As for the NBC series, “It’s nice that it’s groundbreaking, but it shouldn’t be in this day and age,” she says.
The entertainment industry needs to “make choices that are creative and real and diverse” and stop following tired paths that ignore diversity, he said. He was initially reluctant to read for “Undercovers” because he’d lost too many jobs when producers who praised his audition later informed him their show needed to go “in another direction.”
Invariably, that meant a white actor had won the role, Kodjoe said.
It is the sidekicks on “Undercovers” who are white, played by Carter MacIntyre and Ben Schwartz. Gerald McRaney is the Blooms’ boss, Carlton Shaw, who brings the couple back to work for the CIA five years after they quit to enjoy a routine married life and run a business (a catering company, which becomes their cover).
On another, more typical series, Shaw is just the kind of stern authority figure who would be played by a black actor to provide a dash of color — like Rocky Carroll as the agency director on “NCIS.”
The caper genre has found a comfortable home on TV, especially in recent years on cable, with USA Network’s “Burn Notice” and TNT’s “Leverage” in the pack that feature mostly white leads with a minority cast member or two.
Black-headlined fare of that and nearly every other stripe has long been a tough sell on TV.

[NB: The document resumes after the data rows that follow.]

//! Shelf-packing allocator for sprite sheets.
//!
//! - `ShelfPack` places rectangles on fixed-height shelves, reuses freed slots and
//!   can grow the canvas on demand (width first, then height)
//! - Bins are reference counted; releasing the last reference parks the slot on a free-list
//! - `layout` builds sprite-sheet layouts on top of the packer; `export` turns them into JSON
//!
//! Quick example:
//! ```
//! use shelf_pack_core::prelude::*;
//! # fn main() -> shelf_pack_core::Result<()> {
//! let mut sprite = ShelfPack::new(64, 64, PackerOptions::default())?;
//! let a = sprite.pack_one(10, 10, None)?.cloned().expect("room for a");
//! let b = sprite.pack_one(10, 10, Some("b".into()))?.cloned().expect("room for b");
//! assert_eq!((a.x, a.y), (0, 0));
//! assert_eq!((b.x, b.y), (10, 0));
//! sprite.unref_bin(&b.id)?;
//! assert_eq!(sprite.freebins().len(), 1);
//! # Ok(()) }
//! ```

pub mod config;
pub mod error;
pub mod export;
pub mod layout;
pub mod model;
pub mod packer;

pub use config::*;
pub use error::*;
pub use export::*;
pub use layout::*;
pub use model::*;
pub use packer::*;

/// Convenience prelude for common types and functions.
/// Importing `shelf_pack_core::prelude::*` brings the primary APIs into scope.
pub mod prelude {
    pub use crate::config::{
        BatchOptions, LayoutOptions, PackerOptions, PackerOptionsBuilder, SortOrder,
    };
    pub use crate::error::ShelfPackError;
    pub use crate::layout::{
        generate_layout, generate_layout_unique, DataLayout, ItemMetadata, LayoutEntry, LayoutItem,
        PlacedItem, SpriteLayout,
    };
    pub use crate::model::{Bin, BinId, BinRequest, PackStats};
    pub use crate::packer::{Shelf, ShelfPack};
}
use shelf_pack_core::prelude::*;

fn bin(id: &str, x: u32, y: u32, w: u32, h: u32, maxh: u32) -> Bin {
    Bin {
        id: id.into(),
        x,
        y,
        w,
        h,
        maxw: w,
        maxh,
        refcount: 1,
    }
}

fn requests(json: &str) -> Vec<BinRequest> {
    serde_json::from_str(json).expect("valid request json")
}

#[test]
fn same_height_bins_share_existing_shelf() {
    let mut s = ShelfPack::new(64, 64, PackerOptions::default()).unwrap();
    let mut reqs = requests(
        r#"[{"id":"a","width":10,"height":10},{"id":"b","width":10,"height":10},{"id":"c","width":10,"height":10}]"#,
    );
    let results = s.pack(&mut reqs, BatchOptions::default()).unwrap();
    assert_eq!(
        results,
        vec![
            bin("a", 0, 0, 10, 10, 10),
            bin("b", 10, 0, 10, 10, 10),
            bin("c", 20, 0, 10, 10, 10),
        ]
    );
    // Without in_place the requests are untouched.
    assert!(reqs.iter().all(|r| r.x.is_none() && r.y.is_none()));
}

#[test]
fn larger_bins_go_on_new_shelves() {
    let mut s = ShelfPack::new(64, 64, PackerOptions::default()).unwrap();
    let mut reqs = requests(r#"[{"id":"a","w":10,"h":10},{"id":"b","w":10,"h":15},{"id":"c","w":10,"h":20}]"#);
    let results = s.pack(&mut reqs, BatchOptions::default()).unwrap();
    assert_eq!(
        results,
        vec![
            bin("a", 0, 0, 10, 10, 10),
            bin("b", 0, 10, 10, 15, 15),
            bin("c", 0, 25, 10, 20, 20),
        ]
    );
}

#[test]
fn shorter_bins_minimize_shelf_waste() {
    let mut s = ShelfPack::new(64, 64, PackerOptions::default()).unwrap();
    let mut reqs = vec![
        BinRequest::with_id("a", 10, 10),
        BinRequest::with_id("b", 10, 15),
        BinRequest::with_id("c", 10, 20),
        BinRequest::with_id("d", 10, 9),
    ];
    let results = s.pack(&mut reqs, BatchOptions::default()).unwrap();
    assert_eq!(results[3], bin("d", 10, 0, 10, 9, 10));
}

#[test]
fn width_height_and_w_h_spellings_are_equivalent() {
    let long = requests(r#"[{"id":"a","width":10,"height":12}]"#);
    let short = requests(r#"[{"id":"a","w":10,"h":12}]"#);
    assert_eq!(long, short);
    assert_eq!((long[0].w, long[0].h), (10, 12));
}

#[test]
fn in_place_writes_positions_back() {
    let mut s = ShelfPack::new(64, 64, PackerOptions::default()).unwrap();
    let mut reqs = requests(r#"[{"id":"a","w":10,"h":10},{"id":"b","w":10,"h":10},{"id":"c","w":10,"h":10}]"#);
    let results = s.pack(&mut reqs, BatchOptions { in_place: true }).unwrap();
    assert_eq!(results.len(), 3);
    let pos: Vec<_> = reqs.iter().map(|r| (r.x, r.y)).collect();
    assert_eq!(
        pos,
        vec![(Some(0), Some(0)), (Some(10), Some(0)), (Some(20), Some(0))]
    );
}

#[test]
fn in_place_assigns_minted_ids() {
    let mut s = ShelfPack::new(64, 64, PackerOptions::default()).unwrap();
    let mut reqs = vec![BinRequest::new(10, 10), BinRequest::new(10, 10)];
    s.pack(&mut reqs, BatchOptions { in_place: true }).unwrap();
    assert_eq!(reqs[0].id, Some(BinId::Num(1)));
    assert_eq!(reqs[1].id, Some(BinId::Num(2)));
}

#[test]
fn skips_bins_if_not_enough_room() {
    let mut s = ShelfPack::new(20, 20, PackerOptions::default()).unwrap();
    let mut reqs = requests(
        r#"[{"id":"a","w":10,"h":10},{"id":"b","w":10,"h":10},{"id":"c","w":10,"h":30},{"id":"d","w":10,"h":10}]"#,
    );
    let results = s.pack(&mut reqs, BatchOptions { in_place: true }).unwrap();
    assert_eq!(
        results,
        vec![
            bin("a", 0, 0, 10, 10, 10),
            bin("b", 10, 0, 10, 10, 10),
            bin("d", 0, 10, 10, 10, 10),
        ]
    );
    assert_eq!((reqs[2].x, reqs[2].y), (None, None));
    assert_eq!((reqs[3].x, reqs[3].y), (Some(0), Some(10)));
    // No auto-resize, so the canvas keeps its size.
    assert_eq!((s.width(), s.height()), (20, 20));
}

#[test]
fn skips_requests_with_an_empty_side() {
    let mut s = ShelfPack::new(20, 20, PackerOptions::default()).unwrap();
    let mut reqs = vec![BinRequest::with_id("a", 0, 10), BinRequest::with_id("b", 10, 10)];
    let results = s.pack(&mut reqs, BatchOptions::default()).unwrap();
    assert_eq!(results, vec![bin("b", 0, 0, 10, 10, 10)]);
}

#[test]
fn auto_resize_batch_results_in_minimal_canvas() {
    let mut s = ShelfPack::new(10, 10, PackerOptions::builder().auto_resize(true).build()).unwrap();
    let mut reqs = requests(
        r#"[{"id":"a","w":10,"h":10},{"id":"b","w":5,"h":15},{"id":"c","w":25,"h":15},{"id":"d","w":10,"h":20}]"#,
    );
    let results = s.pack(&mut reqs, BatchOptions::default()).unwrap();
    assert_eq!(results.len(), 4);
    // Packing one by one grows to 50x60; the final shrink brings it to 30x45.
    assert_eq!((s.width(), s.height()), (30, 45));
}

#[test]
fn repeated_id_in_batch_acquires_the_same_bin() {
    let mut s = ShelfPack::new(64, 64, PackerOptions::default()).unwrap();
    let mut reqs = vec![BinRequest::with_id("a", 10, 10), BinRequest::with_id("a", 10, 10)];
    let results = s.pack(&mut reqs, BatchOptions::default()).unwrap();
    assert_eq!(results.len(), 2);
    assert_eq!((results[1].x, results[1].y, results[1].refcount), (0, 0, 2));
    assert_eq!(s.get_bin(&"a".into()).unwrap().refcount, 2);
    assert_eq!(s.shelves()[0].x(), 10);
}

#[test]
fn request_without_a_free_id_is_skipped_and_batch_continues() {
    let opts = PackerOptions::builder().auto_resize(true).build();
    let mut s = ShelfPack::new(64, 64, opts).unwrap();
    let mut reqs = vec![
        BinRequest::with_id(u32::MAX, 4, 4),
        BinRequest::new(4, 4),
        BinRequest::with_id("z", 4, 4),
    ];
    let results = s.pack(&mut reqs, BatchOptions { in_place: true }).unwrap();

    let placed: Vec<_> = results.iter().map(|b| (b.id.clone(), b.x, b.y)).collect();
    assert_eq!(
        placed,
        vec![(BinId::Num(u32::MAX), 0, 0), ("z".into(), 4, 0)]
    );
    assert_eq!((reqs[1].id.clone(), reqs[1].x), (None, None));
    assert_eq!(s.bin_count(), 2);
    // The trailing shrink still runs.
    assert_eq!((s.width(), s.height()), (8, 4));
}
//! End-to-end coverage of the engine's testable invariants: reproducibility,
//! exhaustive coverage, bound respecting, union fairness, recursive-domain
//! termination, the `that(samples_limit)` decorator, counterexample and
//! existential-witness detection, dependent domains, shadowing rejection,
//! and predicate-exception capture.

use protest::domain::{recursive, DomainExt};
use protest::error::EvalError;
use protest::primitives::{Boolean, Int};
use protest::property::PropertyBuilder;
use protest::quantifier::{ForAll, Outcome, Predicate, PropertyNode};
use protest::rng::PrngHandle;
use protest::test_runner::TestRunner;
use protest::value::{Env, Value};
use std::collections::HashSet;
use std::rc::Rc;

#[test]
fn reproducibility_same_seed_same_sequence() {
    let make = || Int::new(-500, 500).unwrap().erase();
    let first = PrngHandle::new(42);
    let a: Vec<_> = make().canonical(&first).take(10_000).map(|v| v.unwrap()).collect();

    let second = PrngHandle::new(42);
    let b: Vec<_> = make().canonical(&second).take(10_000).map(|v| v.unwrap()).collect();

    assert_eq!(a, b);
}

#[test]
fn exhaustive_iterator_covers_boolean_exactly() {
    let d = Boolean::new().erase();
    let all: Vec<_> = d.exhaustive().unwrap().collect();
    assert_eq!(all.len(), 2);
    let distinct: HashSet<_> = all.iter().map(|v| format!("{:?}", v)).collect();
    assert_eq!(distinct.len(), 2);
    for v in &all {
        assert!(matches!(v, Value::Bool(_)));
    }
}

#[test]
fn canonical_int_respects_bounds() {
    let d = Int::new(-10, 10).unwrap();
    let rng = PrngHandle::new(1);
    for v in protest::domain::Domain::canonical(&d, &rng).take(2000) {
        assert!((-10..=10).contains(&v));
    }
}

#[test]
fn union_fairness_every_branch_contributes() {
    let a = Int::new(0, 2).unwrap().erase();
    let b = Int::new(100, 102).unwrap().erase();
    let c = Boolean::new().erase();
    let combined = (a | b) | c;

    let rng = PrngHandle::new(5);
    let samples: Vec<_> = combined.canonical(&rng).take(1000).map(|v| v.unwrap()).collect();

    assert!(samples.iter().any(|v| matches!(v, Value::Int(n) if (0..=2).contains(n))));
    assert!(samples.iter().any(|v| matches!(v, Value::Int(n) if (100..=102).contains(n))));
    assert!(samples.iter().any(|v| matches!(v, Value::Bool(_))));
    assert!(samples.iter().all(|v| matches!(v, Value::Int(_) | Value::Bool(_))));
}

#[test]
fn union_terminates_for_the_classical_recursive_tree() {
    // rec T. Bool | (T, T), max_depth = 6.
    let tree = recursive(6, |self_ref| {
        let leaf = Boolean::new().erase();
        let left = self_ref.next_level();
        let right = self_ref.next_level();
        let pair = protest::collections::Tuple::new(vec![left, right]).unwrap().erase();
        leaf | pair
    });

    let rng = PrngHandle::new(3);
    let samples: Vec<_> = tree.canonical(&rng).take(1000).collect();
    assert_eq!(samples.len(), 1000);
    assert!(samples.iter().all(|s| s.is_ok()));

    fn max_nesting(v: &Value) -> usize {
        match v {
            Value::Bool(_) => 0,
            Value::Tuple(parts) => 1 + parts.iter().map(max_nesting).max().unwrap_or(0),
            other => panic!("unexpected sample shape: {:?}", other),
        }
    }
    for s in samples {
        let v = s.unwrap();
        assert!(max_nesting(&v) <= 6);
    }
}

#[test]
fn samples_limit_decorator_yields_exactly_n() {
    let d = Int::new(0, 10_000).unwrap().erase().that(10);
    let rng = PrngHandle::new(9);
    let samples: Vec<_> = d.canonical(&rng).collect();
    assert_eq!(samples.len(), 10);
}

#[test]
fn counterexample_detection_over_exhaustible_range() {
    // forall x in {0..99} (exhaustible). x > 4 — must fail within the
    // first 5 draws of the exhaustive iterator (x = 0..4 all fail it).
    let domain = protest::domain::AnyDomain::from_iterable((0i64..100).collect(), true);
    let predicate: Rc<dyn PropertyNode> = Rc::new(Predicate::new(|env| {
        Ok(env.get("x").unwrap().as_int().unwrap() > 4)
    }));
    let node = ForAll::new("x", domain, predicate, 100);
    let rng = PrngHandle::new(1);

    let mut checked = 0;
    let mut found_counterexample = false;
    for outcome in node.evaluate(&Env::new(), &rng) {
        checked += 1;
        if matches!(outcome, Outcome::CounterExample(_)) {
            found_counterexample = true;
            break;
        }
    }
    assert!(found_counterexample);
    assert!(checked <= 5);
}

#[test]
fn existential_witness_found_and_not_found() {
    let witness = PropertyBuilder::infallible_predicate(|env| env.get("x").unwrap().as_int().unwrap() > 7)
        .exists("x", protest::domain::AnyDomain::from_iterable((0i64..10).collect(), true))
        .unwrap()
        .build();
    let rng = PrngHandle::new(1);
    assert!(TestRunner::run(&*witness, &Env::new(), &rng).passed());

    let no_witness = PropertyBuilder::infallible_predicate(|env| env.get("x").unwrap().as_int().unwrap() > 100)
        .exists("x", protest::domain::AnyDomain::from_iterable((0i64..10).collect(), true))
        .unwrap()
        .build();
    let result = TestRunner::run(&*no_witness, &Env::new(), &rng);
    assert!(!result.passed());
    assert!(matches!(result.outcome, Outcome::CounterExample(_)));
}

#[test]
fn dependent_domain_element_is_always_drawn_from_its_list() {
    use protest::collections::List;
    use protest::domain::{DomainBinding, DomainExpr};

    let xs_domain: DomainBinding = List::new(Int::new(0, 100).unwrap().erase(), 4, 4).unwrap().erase().into();
    let elem_expr = DomainExpr::bound(&["xs"], |env| {
        let xs = env.get("xs").unwrap().as_list().unwrap().to_vec();
        protest::domain::AnyDomain::from_iterable(xs, true)
    })
    .unwrap();

    let predicate: Rc<dyn PropertyNode> = Rc::new(Predicate::new(|env| {
        let x = env.get("x").unwrap();
        let xs = env.get("xs").unwrap().as_list().unwrap();
        Ok(xs.contains(x))
    }));
    let inner = ForAll::new("x", elem_expr, predicate, 4);
    let outer = ForAll::new("xs", xs_domain, Rc::new(inner), 30);

    let rng = PrngHandle::new(2);
    for outcome in outer.evaluate(&Env::new(), &rng) {
        assert!(outcome.is_ok(), "unexpected outcome: {:?}", outcome);
    }
}

#[test]
fn shadowing_rejection_for_nested_for_all_with_same_name() {
    let predicate: Rc<dyn PropertyNode> = Rc::new(Predicate::new(|_| Ok(true)));
    let inner = ForAll::new("x", Boolean::new().erase(), predicate, 5);
    let outer = ForAll::new("x", Boolean::new().erase(), Rc::new(inner), 5);

    let rng = PrngHandle::new(1);
    let outcome = outer.evaluate(&Env::new(), &rng).next().unwrap();
    assert!(matches!(outcome, Outcome::Error(EvalError::ShadowedVariable { ref name }) if name == "x"));
}

#[test]
fn predicate_exception_is_captured_not_a_crash() {
    let property = PropertyBuilder::predicate(|env| {
        let x = env.get("x").unwrap().as_int().unwrap();
        if x == 0 {
            Err(protest::error::PredicateError::new("division by zero"))
        } else {
            Ok(100 / x >= 0)
        }
    })
    .for_all_n("x", Int::new(0, 0).unwrap().erase(), 10)
    .build();

    let rng = PrngHandle::new(1);
    let result = TestRunner::run(&*property, &Env::new(), &rng);
    assert!(!result.passed());
    assert!(matches!(result.outcome, Outcome::PredicateError { .. }));
}

#[test]
fn commutativity_passes_for_default_sample_count() {
    let property = PropertyBuilder::infallible_predicate(|env| {
        let x = env.get("x").unwrap().as_int().unwrap();
        let y = env.get("y").unwrap().as_int().unwrap();
        x + y == y + x
    })
    .for_all("y", Int::new(-10_000, 10_000).unwrap().erase())
    .for_all("x", Int::new(-10_000, 10_000).unwrap().erase())
    .build();

    let rng = PrngHandle::new(1);
    let result = TestRunner::run(&*property, &Env::new(), &rng);
    assert!(result.passed());
    assert_eq!(result.samples_checked, 100 * 100);
}

#[test]
fn max_of_nonempty_list_is_an_upper_bound() {
    use protest::collections::List;

    let property = PropertyBuilder::infallible_predicate(|env| {
        let xs = env.get("l").unwrap().as_list().unwrap();
        let ints: Vec<i64> = xs.iter().map(|v| v.as_int().unwrap()).collect();
        let max = *ints.iter().max().unwrap();
        ints.iter().all(|v| *v <= max)
    })
    .for_all_n(
        "l",
        List::new(Int::new(-1000, 1000).unwrap().erase(), 1, 20).unwrap().erase(),
        100,
    )
    .build();

    let rng = PrngHandle::new(1);
    let result = TestRunner::run(&*property, &Env::new(), &rng);
    assert!(result.passed());
}

#[test]
fn union_of_bool_and_int_contains_both_types() {
    let combined = Boolean::new().erase() | Int::new(0, 100).unwrap().erase();
    let property = PropertyBuilder::infallible_predicate(|env| {
        matches!(env.get("x").unwrap(), Value::Bool(_) | Value::Int(_))
    })
    .for_all("x", combined.clone())
    .build();

    let rng = PrngHandle::new(1);
    let result = TestRunner::run(&*property, &Env::new(), &rng);
    assert!(result.passed());

    let samples: Vec<_> = combined.canonical(&rng).take(100).map(|v| v.unwrap()).collect();
    assert!(samples.iter().any(|v| matches!(v, Value::Bool(_))));
    assert!(samples.iter().any(|v| matches!(v, Value::Int(_))));
}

Acclaimed actor James Earl Jones has been in several short-lived series, most notably the 1995 family drama “Under One Roof.”
“Snoops,” a detective series starring Tim Reid (“WKRP in Cincinnati”) and real-life wife Daphne Maxwell Reid, debuted in fall 1989 and was gone after just a few months. Reid’s critically praised “Frank’s Place” (1988) fared no better.
Other tries included “Get Christie Love,” starring Teresa Graves as a sexy detective, which aired from September 1974 to July 1975. “Shaft,” with Richard Roundtree in his big-screen detective role, lasted less than a year in the mid-1970s.
This time around, will viewers dig “Undercovers”?
A long-standing rule in series development is to avoid making a program “exclusionary,” said former TV executive and historian Tim Brooks (co-author of “The Complete Directory to Primetime Network and Cable TV Shows”).
“When you have a program almost entirely in a black setting, white viewers feel that’s not their world,” Brooks said. In focus group testing, white viewers may not “say it in so many words, but they just can’t relate it to their lives.”
There’s typically an exemption for sitcoms, which can draw a multiracial audience with all-black casts (examples abound, ranging from “The Fresh Prince of Bel-Air” to Cosby’s comedies). But dramas about relationships hit closer to home, Brooks said.
Filmmaker Ridley doesn’t buy that thinking. Largely white Hollywood decision-makers simply are drawn to projects and characters they are familiar with, he contends, and it takes an influential producer such as Abrams to see the need for change and force it.
And, Kodjoe notes, do it well.
“Josh Reims and J.J. Abrams are genius writers, and that’s what it comes down to. The rest is really up to the audience,” he said.